Generalized anxiety disorder (GAD) affects roughly 2.7% of U.S. adults in any given year, and about 5.7% will experience it at some point in their lives. That makes it one of the most common mental health conditions in the country, affecting nearly 7 million adults. Yet despite how widespread it is, fewer than half of those people receive treatment.
Prevalence in the U.S.
The most-cited figure comes from the National Institute of Mental Health: 2.7% of American adults had GAD in the past year, and 5.7% will develop it during their lifetime. Those numbers, based on large national surveys, reflect people who meet the full diagnostic threshold, meaning at least six months of excessive, hard-to-control worry accompanied by symptoms like muscle tension, fatigue, restlessness, and sleep problems.
More recent data suggests the number of people being diagnosed is climbing. A study tracking U.S. healthcare records from 2020 to 2023 found that the annual prevalence of GAD diagnoses rose from 5.4% to 6.6% over that period. Looking at a three-year window from 2021 to 2023, the projected prevalence was 10.3%, meaning roughly one in ten adults received a GAD diagnosis at some point during those three years. Part of this increase likely reflects better screening and greater willingness to seek help rather than a pure spike in the condition itself. But the trend is real and significant either way.
Who Gets GAD
Women are diagnosed with GAD at roughly twice the rate of men. Lifetime prevalence is about 5.3% for women compared to 2.8% for men, and the gap is even wider when looking at a single year: 2.7% of women versus 1.2% of men. CDC data from 2019 paints a similar picture. About 19% of women reported anxiety symptoms in the prior two weeks (ranging from mild to severe), compared to about 12% of men. Women were more likely to experience every severity level, from mild symptoms (11.3% vs. 7.6%) through severe symptoms (3.5% vs. 1.9%).

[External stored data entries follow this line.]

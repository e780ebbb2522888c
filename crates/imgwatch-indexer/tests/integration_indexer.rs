//! Integration tests for the imgwatch watch pipeline.
//!
//! These drive a real directory through `ImageService` and wait for the
//! index to converge on what is on disk.

use std::fs::File;
use std::io::{Cursor, Write};
use std::path::Path;
use std::sync::Arc;
use std::time::Duration;
use tempfile::tempdir;

use image::{ImageFormat, Rgb, RgbImage};
use imgwatch_indexer::{ImageEntry, ImageService, WatcherOptions};

/// How long to wait for a change to reach the index
const CONVERGE_TIMEOUT: Duration = Duration::from_secs(10);

fn fast_options() -> WatcherOptions {
    WatcherOptions {
        debounce_duration: Duration::from_millis(50),
        ..Default::default()
    }
}

fn write_image(dir: &Path, name: &str, width: u32, height: u32) {
    RgbImage::from_pixel(width, height, Rgb([200, 100, 50]))
        .save(dir.join(name))
        .unwrap();
}

/// Poll `files()` until `check` holds or the timeout expires.
async fn wait_for<F>(service: &ImageService, check: F) -> Vec<ImageEntry>
where
    F: Fn(&[ImageEntry]) -> bool,
{
    let deadline = tokio::time::Instant::now() + CONVERGE_TIMEOUT;
    loop {
        let files = service.files();
        if check(&files) || tokio::time::Instant::now() >= deadline {
            return files;
        }
        tokio::time::sleep(Duration::from_millis(25)).await;
    }
}

fn summary(files: &[ImageEntry]) -> Vec<(&str, u32, u32)> {
    files
        .iter()
        .map(|f| (f.name.as_str(), f.width, f.height))
        .collect()
}

/// Directory with an image and a text file, then delete + create
#[tokio::test(flavor = "multi_thread", worker_threads = 2)]
async fn test_delete_then_create_scenario() {
    let temp_dir = tempdir().unwrap();
    write_image(temp_dir.path(), "a.png", 10, 20);
    std::fs::write(temp_dir.path().join("notes.txt"), "not an image").unwrap();

    let service = ImageService::default();
    service.watch(temp_dir.path(), &fast_options()).await.unwrap();

    assert_eq!(summary(&service.files()), vec![("a.png", 10, 20)]);

    std::fs::remove_file(temp_dir.path().join("a.png")).unwrap();
    write_image(temp_dir.path(), "b.jpg", 5, 5);

    let files = wait_for(&service, |f| summary(f) == vec![("b.jpg", 5, 5)]).await;
    assert_eq!(summary(&files), vec![("b.jpg", 5, 5)]);

    service.stop().await;
}

/// Every valid image present at watch time is indexed
#[tokio::test(flavor = "multi_thread", worker_threads = 2)]
async fn test_initial_scan_counts_images() {
    let temp_dir = tempdir().unwrap();
    for i in 0..12 {
        write_image(temp_dir.path(), &format!("img_{:02}.png", i), i + 1, i + 2);
    }

    let service = ImageService::default();
    service.watch(temp_dir.path(), &fast_options()).await.unwrap();

    assert_eq!(service.files().len(), 12);
    let first = service.get("img_00.png").unwrap();
    assert_eq!((first.width, first.height), (1, 2));
    assert!(first.location.is_absolute());

    service.stop().await;
}

/// Re-creating a name replaces the entry instead of duplicating it
#[tokio::test(flavor = "multi_thread", worker_threads = 2)]
async fn test_recreate_replaces_entry() {
    let temp_dir = tempdir().unwrap();
    write_image(temp_dir.path(), "same.png", 4, 4);

    let service = ImageService::default();
    service.watch(temp_dir.path(), &fast_options()).await.unwrap();

    std::fs::remove_file(temp_dir.path().join("same.png")).unwrap();
    write_image(temp_dir.path(), "same.png", 8, 3);

    let files = wait_for(&service, |f| summary(f) == vec![("same.png", 8, 3)]).await;
    assert_eq!(summary(&files), vec![("same.png", 8, 3)]);

    service.stop().await;
}

/// A file moved into the directory is indexed, moved out is dropped
#[tokio::test(flavor = "multi_thread", worker_threads = 2)]
async fn test_rename_in_and_out() {
    let outside = tempdir().unwrap();
    let watched = tempdir().unwrap();
    write_image(outside.path(), "incoming.png", 6, 7);
    write_image(watched.path(), "leaving.png", 2, 2);

    let service = ImageService::default();
    service.watch(watched.path(), &fast_options()).await.unwrap();

    std::fs::rename(
        outside.path().join("incoming.png"),
        watched.path().join("incoming.png"),
    )
    .unwrap();
    std::fs::rename(
        watched.path().join("leaving.png"),
        outside.path().join("leaving.png"),
    )
    .unwrap();

    let files = wait_for(&service, |f| summary(f) == vec![("incoming.png", 6, 7)]).await;
    assert_eq!(summary(&files), vec![("incoming.png", 6, 7)]);

    service.stop().await;
}

/// Rename within the directory moves the entry to the new name
#[tokio::test(flavor = "multi_thread", worker_threads = 2)]
async fn test_rename_within_directory() {
    let temp_dir = tempdir().unwrap();
    write_image(temp_dir.path(), "before.png", 3, 9);

    let service = ImageService::default();
    service.watch(temp_dir.path(), &fast_options()).await.unwrap();

    std::fs::rename(
        temp_dir.path().join("before.png"),
        temp_dir.path().join("after.png"),
    )
    .unwrap();

    let files = wait_for(&service, |f| summary(f) == vec![("after.png", 3, 9)]).await;
    assert_eq!(summary(&files), vec![("after.png", 3, 9)]);

    service.stop().await;
}

/// Non-image files created after watch never show up
#[tokio::test(flavor = "multi_thread", worker_threads = 2)]
async fn test_created_non_image_never_indexed() {
    let temp_dir = tempdir().unwrap();

    let service = ImageService::default();
    service.watch(temp_dir.path(), &fast_options()).await.unwrap();

    std::fs::write(temp_dir.path().join("readme.md"), "# hi").unwrap();
    write_image(temp_dir.path(), "marker.png", 1, 1);

    // Once the later image shows up, the earlier event has been processed.
    let files = wait_for(&service, |f| f.iter().any(|e| e.name == "marker.png")).await;
    assert_eq!(summary(&files), vec![("marker.png", 1, 1)]);

    service.stop().await;
}

/// Readers running alongside the reconciler always see whole entries
#[tokio::test(flavor = "multi_thread", worker_threads = 4)]
async fn test_concurrent_readers_during_changes() {
    let temp_dir = tempdir().unwrap();
    let service = Arc::new(ImageService::default());
    service.watch(temp_dir.path(), &fast_options()).await.unwrap();

    let readers: Vec<_> = (0..4)
        .map(|_| {
            let service = service.clone();
            tokio::spawn(async move {
                for _ in 0..200 {
                    for entry in service.files() {
                        // Each fixture is square with side = index + 1.
                        assert_eq!(entry.width, entry.height);
                        assert_eq!(entry.location.file_name().unwrap(), entry.name.as_str());
                    }
                    tokio::task::yield_now().await;
                }
            })
        })
        .collect();

    for i in 0..20u32 {
        write_image(temp_dir.path(), &format!("sq_{}.png", i), i + 1, i + 1);
        if i % 2 == 0 {
            std::fs::remove_file(temp_dir.path().join(format!("sq_{}.png", i))).unwrap();
        }
    }

    for reader in readers {
        reader.await.unwrap();
    }

    let files = wait_for(&service, |f| f.len() == 10).await;
    assert_eq!(files.len(), 10);
    assert!(files.iter().all(|f| f.width == f.height));

    service.stop().await;
}

/// A writer that opens the file long before the header lands is still indexed
#[tokio::test(flavor = "multi_thread", worker_threads = 2)]
async fn test_slow_writer_is_indexed() {
    let temp_dir = tempdir().unwrap();
    let service = ImageService::default();
    service.watch(temp_dir.path(), &fast_options()).await.unwrap();

    let mut bytes = Vec::new();
    RgbImage::from_pixel(7, 3, Rgb([1, 2, 3]))
        .write_to(&mut Cursor::new(&mut bytes), ImageFormat::Png)
        .unwrap();

    let path = temp_dir.path().join("slow.png");
    let mut file = File::create(&path).unwrap();
    // Well past the debounce window, so the create is seen while empty
    tokio::time::sleep(Duration::from_millis(400)).await;
    file.write_all(&bytes).unwrap();
    drop(file);

    let files = wait_for(&service, |f| summary(f) == vec![("slow.png", 7, 3)]).await;
    assert_eq!(summary(&files), vec![("slow.png", 7, 3)]);

    service.stop().await;
}

/// Images created while `watch` is still listing the directory are not lost
#[tokio::test(flavor = "multi_thread", worker_threads = 4)]
async fn test_images_created_during_watch_are_indexed() {
    let temp_dir = tempdir().unwrap();
    for i in 0..300 {
        write_image(temp_dir.path(), &format!("base_{:03}.png", i), 16, 16);
    }

    let dir = temp_dir.path().to_path_buf();
    let writer = std::thread::spawn(move || {
        for i in 0..10 {
            write_image(&dir, &format!("late_{}.png", i), 2, 3);
            std::thread::sleep(Duration::from_millis(5));
        }
    });

    let service = ImageService::default();
    service.watch(temp_dir.path(), &fast_options()).await.unwrap();
    writer.join().unwrap();

    let files = wait_for(&service, |f| f.len() == 310).await;
    assert_eq!(files.len(), 310);
    for i in 0..10 {
        let late = service.get(&format!("late_{}.png", i)).unwrap();
        assert_eq!((late.width, late.height), (2, 3));
    }

    service.stop().await;
}
//! Horizontal layout of logo elements.
//!
//! Elements sit left to right with a fixed gap between neighbours and are
//! centred vertically on a canvas as tall as the tallest element.

#[derive(Debug, Clone, Copy, PartialEq, Eq)]
pub struct Extent {
    pub width: u32,
    pub height: u32,
}

impl Extent {
    pub fn new(width: u32, height: u32) -> Self {
        Self { width, height }
    }
}

#[derive(Debug, Clone, Copy, PartialEq, Eq)]
pub struct Placement {
    pub x: u32,
    pub y: u32,
    pub extent: Extent,
}

#[derive(Debug, Clone, PartialEq, Eq)]
pub struct Layout {
    pub gap: u32,
    pub width: u32,
    pub height: u32,
    pub placements: Vec<Placement>,
}

pub fn gap_for(icon_width: u32, ratio: f32) -> u32 {
    (icon_width as f32 * ratio).round().max(0.0) as u32
}

pub fn arrange(extents: &[Extent], gap: u32) -> Layout {
    let height = extents.iter().map(|e| e.height).max().unwrap_or(0);
    let gaps = extents.len().saturating_sub(1) as u32;
    let width = extents.iter().map(|e| e.width).sum::<u32>() + gap * gaps;

    let mut placements = Vec::with_capacity(extents.len());
    let mut cursor = 0;
    for (i, extent) in extents.iter().enumerate() {
        placements.push(Placement {
            x: cursor,
            y: (height - extent.height) / 2,
            extent: *extent,
        });
        if i + 1 < extents.len() {
            cursor += extent.width + gap;
        }
    }

    log::debug!(
        "Layout {}x{} with gap {} across {} elements",
        width,
        height,
        gap,
        placements.len()
    );

    Layout {
        gap,
        width,
        height,
        placements,
    }
}

#[cfg(test)]
mod tests {
    use super::*;

    #[test]
    fn test_gap_rounds_ten_percent() {
        assert_eq!(gap_for(64, 0.1), 6);
        assert_eq!(gap_for(65, 0.1), 7);
        assert_eq!(gap_for(100, 0.1), 10);
        assert_eq!(gap_for(4, 0.1), 0);
        assert_eq!(gap_for(0, 0.1), 0);
    }

    #[test]
    fn test_width_is_sum_plus_gaps() {
        let extents = [Extent::new(120, 50), Extent::new(64, 64), Extent::new(40, 48)];
        let layout = arrange(&extents, 6);

        assert_eq!(layout.width, 120 + 64 + 40 + 6 * 2);
        assert_eq!(layout.height, 64);
        assert_eq!(layout.gap, 6);
    }

    #[test]
    fn test_placements_advance_and_centre() {
        let extents = [Extent::new(120, 50), Extent::new(64, 64), Extent::new(40, 47)];
        let layout = arrange(&extents, 6);

        let xs: Vec<u32> = layout.placements.iter().map(|p| p.x).collect();
        assert_eq!(xs, vec![0, 126, 196]);

        let ys: Vec<u32> = layout.placements.iter().map(|p| p.y).collect();
        assert_eq!(ys, vec![7, 0, 8]);

        let last = layout.placements.last().unwrap();
        assert_eq!(last.x + last.extent.width, layout.width);
    }

    #[test]
    fn test_single_and_empty() {
        let layout = arrange(&[Extent::new(10, 20)], 5);
        assert_eq!(layout.width, 10);
        assert_eq!(layout.height, 20);

        let layout = arrange(&[], 5);
        assert_eq!(layout.width, 0);
        assert_eq!(layout.height, 0);
        assert!(layout.placements.is_empty());
    }
}
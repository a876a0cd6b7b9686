use checkvibe_logo::LogoVariant;

// Turned icon stands in for "C", upright icon for "V"
fn main() {
    checkvibe_logo::run_cli(LogoVariant::IconLetters);
}
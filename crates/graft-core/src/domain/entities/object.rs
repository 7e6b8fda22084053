//! Runtime values and the object arena.
//!
//! Objects live in an [`ObjectArena`] and are addressed by [`ObjectId`]; a
//! field holding another object stores its id, never the object itself. That
//! keeps cyclic graphs (a parent whose children point back at it) ordinary
//! data: no shared ownership, no interior mutability. `ObjectId` is object
//! identity for cycle detection.

use std::fmt;
use std::sync::Arc;

use chrono::NaiveDateTime;

use crate::domain::{
    entities::descriptor::{TypeCatalog, TypeDescriptor},
    error::DomainError,
    value_objects::TypeName,
};

/// Index of an object inside its arena.
#[derive(Debug, Clone, Copy, PartialEq, Eq, Hash, PartialOrd, Ord)]
pub struct ObjectId(usize);

impl ObjectId {
    pub const fn index(self) -> usize {
        self.0
    }
}

impl fmt::Display for ObjectId {
    fn fmt(&self, f: &mut fmt::Formatter<'_>) -> fmt::Result {
        write!(f, "#{}", self.0)
    }
}

/// A field value.
#[derive(Debug, Clone, PartialEq, Default)]
pub enum Value {
    #[default]
    Null,
    Bool(bool),
    Int(i64),
    Float(f64),
    Str(String),
    Date(NaiveDateTime),
    Object(ObjectId),
    List(Vec<Value>),
    Set(Vec<Value>),
    Array(Vec<Value>),
    /// Insertion-ordered entries; keys are unique.
    Map(Vec<(Value, Value)>),
}

impl Value {
    pub fn is_null(&self) -> bool {
        matches!(self, Self::Null)
    }

    pub fn as_object(&self) -> Option<ObjectId> {
        match self {
            Self::Object(id) => Some(*id),
            _ => None,
        }
    }

    pub fn as_str(&self) -> Option<&str> {
        match self {
            Self::Str(s) => Some(s),
            _ => None,
        }
    }

    pub fn as_i64(&self) -> Option<i64> {
        match self {
            Self::Int(i) => Some(*i),
            _ => None,
        }
    }

    /// Elements of a list, set or array.
    pub fn elements(&self) -> Option<&[Value]> {
        match self {
            Self::List(v) | Self::Set(v) | Self::Array(v) => Some(v),
            _ => None,
        }
    }

    pub fn entries(&self) -> Option<&[(Value, Value)]> {
        match self {
            Self::Map(entries) => Some(entries),
            _ => None,
        }
    }

    /// Build a set, dropping later duplicates.
    pub fn set_of(items: impl IntoIterator<Item = Value>) -> Self {
        let mut out: Vec<Value> = Vec::new();
        for item in items {
            if !out.contains(&item) {
                out.push(item);
            }
        }
        Self::Set(out)
    }

    /// Build a map, later entries replacing earlier ones with the same key.
    pub fn map_of(entries: impl IntoIterator<Item = (Value, Value)>) -> Self {
        let mut out: Vec<(Value, Value)> = Vec::new();
        for (k, v) in entries {
            match out.iter_mut().find(|(existing, _)| *existing == k) {
                Some(slot) => slot.1 = v,
                None => out.push((k, v)),
            }
        }
        Self::Map(out)
    }

    /// Short label used in error messages.
    pub fn kind_name(&self) -> &'static str {
        match self {
            Self::Null => "null",
            Self::Bool(_) => "bool",
            Self::Int(_) => "int",
            Self::Float(_) => "float",
            Self::Str(_) => "string",
            Self::Date(_) => "date",
            Self::Object(_) => "object",
            Self::List(_) => "list",
            Self::Set(_) => "set",
            Self::Array(_) => "array",
            Self::Map(_) => "map",
        }
    }
}

impl From<bool> for Value {
    fn from(v: bool) -> Self {
        Self::Bool(v)
    }
}

impl From<i64> for Value {
    fn from(v: i64) -> Self {
        Self::Int(v)
    }
}

impl From<i32> for Value {
    fn from(v: i32) -> Self {
        Self::Int(i64::from(v))
    }
}

impl From<f64> for Value {
    fn from(v: f64) -> Self {
        Self::Float(v)
    }
}

impl From<&str> for Value {
    fn from(v: &str) -> Self {
        Self::Str(v.to_owned())
    }
}

impl From<String> for Value {
    fn from(v: String) -> Self {
        Self::Str(v)
    }
}

impl From<NaiveDateTime> for Value {
    fn from(v: NaiveDateTime) -> Self {
        Self::Date(v)
    }
}

impl From<ObjectId> for Value {
    fn from(v: ObjectId) -> Self {
        Self::Object(v)
    }
}

impl<T: Into<Value>> From<Option<T>> for Value {
    fn from(v: Option<T>) -> Self {
        v.map_or(Self::Null, Into::into)
    }
}

/// One object: its type and one value per declared field.
#[derive(Debug, Clone)]
pub struct ObjectData {
    descriptor: Arc<TypeDescriptor>,
    fields: Vec<Value>,
}

impl ObjectData {
    pub fn type_name(&self) -> &TypeName {
        self.descriptor.name()
    }

    pub fn descriptor(&self) -> &Arc<TypeDescriptor> {
        &self.descriptor
    }

    pub fn values(&self) -> &[Value] {
        &self.fields
    }
}

/// Owner of every object taking part in a mapping call.
///
/// Source graphs and the destination graphs produced from them usually share
/// one arena, so a caller can build a source, map it, and read the result
/// through the same handle.
#[derive(Debug, Clone, Default)]
pub struct ObjectArena {
    objects: Vec<ObjectData>,
}

impl ObjectArena {
    pub fn new() -> Self {
        Self::default()
    }

    /// Allocate a blank instance (every field null).
    pub fn alloc(&mut self, descriptor: Arc<TypeDescriptor>) -> Result<ObjectId, DomainError> {
        if !descriptor.is_bean() {
            return Err(DomainError::InvalidRule(format!(
                "cannot instantiate scalar type '{}'",
                descriptor.name()
            )));
        }
        let id = ObjectId(self.objects.len());
        let fields = vec![Value::Null; descriptor.fields().len()];
        self.objects.push(ObjectData { descriptor, fields });
        Ok(id)
    }

    /// Allocate a blank instance of a catalog type.
    pub fn instantiate(&mut self, catalog: &TypeCatalog, name: &str) -> Result<ObjectId, DomainError> {
        let descriptor = catalog.lookup(name)?.clone();
        self.alloc(descriptor)
    }

    pub fn get(&self, id: ObjectId) -> Option<&ObjectData> {
        self.objects.get(id.0)
    }

    pub fn require(&self, id: ObjectId) -> Result<&ObjectData, DomainError> {
        self.get(id)
            .ok_or(DomainError::UnknownObject { id: id.0 })
    }

    pub fn type_of(&self, id: ObjectId) -> Option<&TypeName> {
        self.get(id).map(ObjectData::type_name)
    }

    pub fn field_at(&self, id: ObjectId, index: usize) -> Option<&Value> {
        self.get(id).and_then(|o| o.fields.get(index))
    }

    pub fn set_field_at(&mut self, id: ObjectId, index: usize, value: Value) -> Result<(), DomainError> {
        let object = self
            .objects
            .get_mut(id.0)
            .ok_or(DomainError::UnknownObject { id: id.0 })?;
        let slot = object
            .fields
            .get_mut(index)
            .ok_or_else(|| DomainError::UnknownField {
                type_name: object.descriptor.name().to_string(),
                field: format!("#{index}"),
            })?;
        *slot = value;
        Ok(())
    }

    /// Read a field by name.
    pub fn field(&self, id: ObjectId, name: &str) -> Result<&Value, DomainError> {
        let object = self.require(id)?;
        let index = field_index(object, name)?;
        Ok(&object.fields[index])
    }

    /// Write a field by name.
    pub fn set_field(&mut self, id: ObjectId, name: &str, value: impl Into<Value>) -> Result<(), DomainError> {
        let index = field_index(self.require(id)?, name)?;
        self.set_field_at(id, index, value.into())
    }

    pub fn len(&self) -> usize {
        self.objects.len()
    }

    pub fn is_empty(&self) -> bool {
        self.objects.is_empty()
    }
}

fn field_index(object: &ObjectData, name: &str) -> Result<usize, DomainError> {
    object
        .descriptor
        .field_index(name)
        .ok_or_else(|| DomainError::UnknownField {
            type_name: object.descriptor.name().to_string(),
            field: name.to_owned(),
        })
}
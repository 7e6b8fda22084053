//! Flags shared by every `graft` subcommand.
//!
//! They are flattened into [`super::Cli`] with `global = true`, so
//! `graft map people.toml -vv --strict` and `graft -vv --strict map ...`
//! mean the same thing.

use clap::{ArgAction, Args};
use std::path::PathBuf;

#[derive(Debug, Default, Args)]
pub struct GlobalArgs {
    /// Log more: `-v` for mapper setup and finished mappings, `-vv` for plan
    /// builds and loaded files, `-vvv` for every field copy.
    #[arg(short, long, action = ArgAction::Count, global = true)]
    pub verbose: u8,

    /// Only report errors.
    #[arg(short, long, global = true, conflicts_with = "verbose")]
    pub quiet: bool,

    /// Abort `graft map` on the first conversion failure, whatever the
    /// mapping files' `[configuration] strict` says.
    ///
    /// Without it a failed field is reported and the partial document is
    /// still printed.
    #[arg(long, global = true)]
    pub strict: bool,

    /// Never emit ANSI colours (honours `NO_COLOR`).
    #[arg(long, global = true, env = "NO_COLOR")]
    pub no_color: bool,

    /// Read settings from FILE instead of the platform config path.
    #[arg(short, long, global = true, value_name = "FILE")]
    pub config: Option<PathBuf>,

    /// How `check` and `plans` render their reports.
    #[arg(long, global = true, value_enum, default_value_t)]
    pub output_format: OutputFormat,
}

#[derive(Debug, Clone, Copy, Default, PartialEq, Eq, clap::ValueEnum)]
pub enum OutputFormat {
    /// Human on a terminal, plain otherwise.
    #[default]
    Auto,
    Human,
    Plain,
    /// Machine-readable reports (`plans` prints resolved bindings).
    Json,
}
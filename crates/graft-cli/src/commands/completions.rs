//! Shell completion generation.

use std::io;

use clap::CommandFactory;
use clap_complete::{Generator, generate, shells};

use crate::{
    cli::{Cli, CompletionsArgs, Shell},
    error::CliResult,
};

const BIN_NAME: &str = "graft";

pub fn execute(args: CompletionsArgs) -> CliResult<()> {
    match args.shell {
        Shell::Bash => write(shells::Bash),
        Shell::Zsh => write(shells::Zsh),
        Shell::Fish => write(shells::Fish),
        Shell::PowerShell => write(shells::PowerShell),
        Shell::Elvish => write(shells::Elvish),
    }
    Ok(())
}

fn write(shell: impl Generator) {
    let mut cmd = Cli::command();
    generate(shell, &mut cmd, BIN_NAME, &mut io::stdout());
}
//! Command handlers, one module per subcommand.

use std::sync::Arc;

use graft_adapters::{LoadedRules, TomlRuleLoader, TracingListener};
use graft_core::{
    application::{ConversionContext, FnConverter, Mapper},
    domain::{GlobalConfiguration, RuleSet, Value},
};
use tracing::debug;

use crate::{
    cli::RulesArgs,
    config::{AppConfig, MappingConfig},
    error::{CliError, CliResult},
};

pub mod check;
pub mod completions;
pub mod config;
pub mod map;
pub mod plans;

type NamedConverter = fn(&Value, &mut ConversionContext<'_>) -> Result<Value, String>;

/// Converters mapping files can reference by id (`converter = "trim"`).
const NAMED_CONVERTERS: &[(&str, NamedConverter)] = &[
    ("uppercase", uppercase),
    ("lowercase", lowercase),
    ("trim", trim),
];

fn uppercase(value: &Value, _: &mut ConversionContext<'_>) -> Result<Value, String> {
    map_text(value, str::to_uppercase)
}

fn lowercase(value: &Value, _: &mut ConversionContext<'_>) -> Result<Value, String> {
    map_text(value, str::to_lowercase)
}

fn trim(value: &Value, _: &mut ConversionContext<'_>) -> Result<Value, String> {
    map_text(value, |s| s.trim().to_owned())
}

fn map_text(value: &Value, f: impl Fn(&str) -> String) -> Result<Value, String> {
    match value {
        Value::Null => Ok(Value::Null),
        Value::Str(s) => Ok(Value::Str(f(s))),
        other => Err(format!("expected string, found {}", other.kind_name())),
    }
}

/// Loaded mapping files plus a mapper configured from them.
pub struct Workspace {
    pub loaded: LoadedRules,
    pub mapper: Mapper,
}

/// Load the rules named on the command line (or in the config) and build a
/// mapper over them.
pub fn open_workspace(args: &RulesArgs, config: &AppConfig) -> CliResult<Workspace> {
    let path = args
        .rules
        .clone()
        .or_else(|| config.mapping.rules.clone())
        .ok_or(CliError::NoRules)?;
    if !path.exists() {
        return Err(CliError::RulesNotFound { path });
    }

    let loaded = TomlRuleLoader::new(&path).load_all()?;
    let catalog = loaded.catalog()?;
    debug!(
        files = loaded.files.len(),
        types = catalog.len(),
        mappings = loaded.rules.len(),
        "rules loaded"
    );

    let mut builder = Mapper::builder(catalog)
        .rules(with_overrides(&loaded.rules, &config.mapping))
        .listener(Arc::new(TracingListener));
    for (id, converter) in NAMED_CONVERTERS {
        builder = builder.converter_id(*id, FnConverter::new(*converter));
    }

    Ok(Workspace {
        loaded,
        mapper: builder.build(),
    })
}

/// The rules with the config's engine overrides applied on top of their
/// `[configuration]` section.
fn with_overrides(rules: &RuleSet, mapping: &MappingConfig) -> RuleSet {
    let mut rules = rules.clone();
    if let Some(strict) = mapping.strict {
        debug!(strict, "overriding rule strictness");
        rules.configuration = Some(GlobalConfiguration {
            strict,
            ..rules.configuration()
        });
    }
    rules
}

It’s worth noting that these numbers may partly reflect differences in how men and women report and seek care for anxiety rather than a purely biological gap. But across every major study, women consistently show higher rates.
GAD Rarely Comes Alone
One of the most striking things about GAD is how often it overlaps with other conditions. About 59% of people with GAD also meet the criteria for major depression. That overlap is so common that clinicians often screen for both simultaneously. The combination tends to be more disabling than either condition alone, making daily functioning harder and complicating treatment.
GAD also frequently co-occurs with other anxiety disorders, substance use problems, and chronic pain conditions. If you’ve been diagnosed with GAD and feel like something else is going on too, that experience is statistically normal, not unusual.
The Treatment Gap
Despite being both common and treatable, GAD has a large treatment gap. Only about 43% of people with the condition are receiving any form of professional treatment. That means more than half of the roughly 7 million affected adults are managing symptoms on their own, whether by choice, lack of access, or because they haven’t been diagnosed.
Several factors drive this gap. GAD develops gradually, often starting in adolescence or early adulthood, and many people live with chronic worry for years before recognizing it as a diagnosable condition. The symptoms can feel like a personality trait (“I’ve always been a worrier”) rather than something that responds to therapy or medication. There’s also a practical barrier: a formal diagnosis requires six months of persistent, excessive worry plus at least three physical or cognitive symptoms like difficulty concentrating, irritability, muscle tension, restlessness, fatigue, or disrupted sleep. People whose symptoms fluctuate or who don’t seek help during their worst periods may never get identified.
How Severity Breaks Down
Not everyone with anxiety symptoms experiences them at the same intensity. CDC data from 2019 gives a useful snapshot. Among women reporting any anxiety symptoms, about 11.3% had mild symptoms, 4.3% had moderate symptoms, and 3.5% had severe symptoms. Among men, those figures were 7.6%, 2.4%, and 1.9% respectively. In other words, mild anxiety symptoms are far more common than severe ones, but the severe end of the spectrum still affects millions of people.
Severity matters because it predicts how much GAD interferes with work, relationships, and daily routines. People on the mild end may function well with some adjustments, while those with severe GAD often find it difficult to concentrate at work, maintain social connections, or get consistent sleep. The condition tends to wax and wane over time, with periods of relative calm interrupted by flare-ups, often triggered by life stress.
Putting the Numbers in Context
A 2.7% annual prevalence might sound small, but it translates to millions of people at any given time, and the lifetime figure of nearly 6% means GAD is roughly as common as diabetes in the U.S. adult population. When you include the recent upward trend in diagnoses, the real-world numbers are likely higher than older surveys suggest. If you’re wondering whether your experience with chronic, hard-to-control worry is “common enough” to take seriously, the data is clear: it is, and it’s one of the most undertreated conditions in mental health.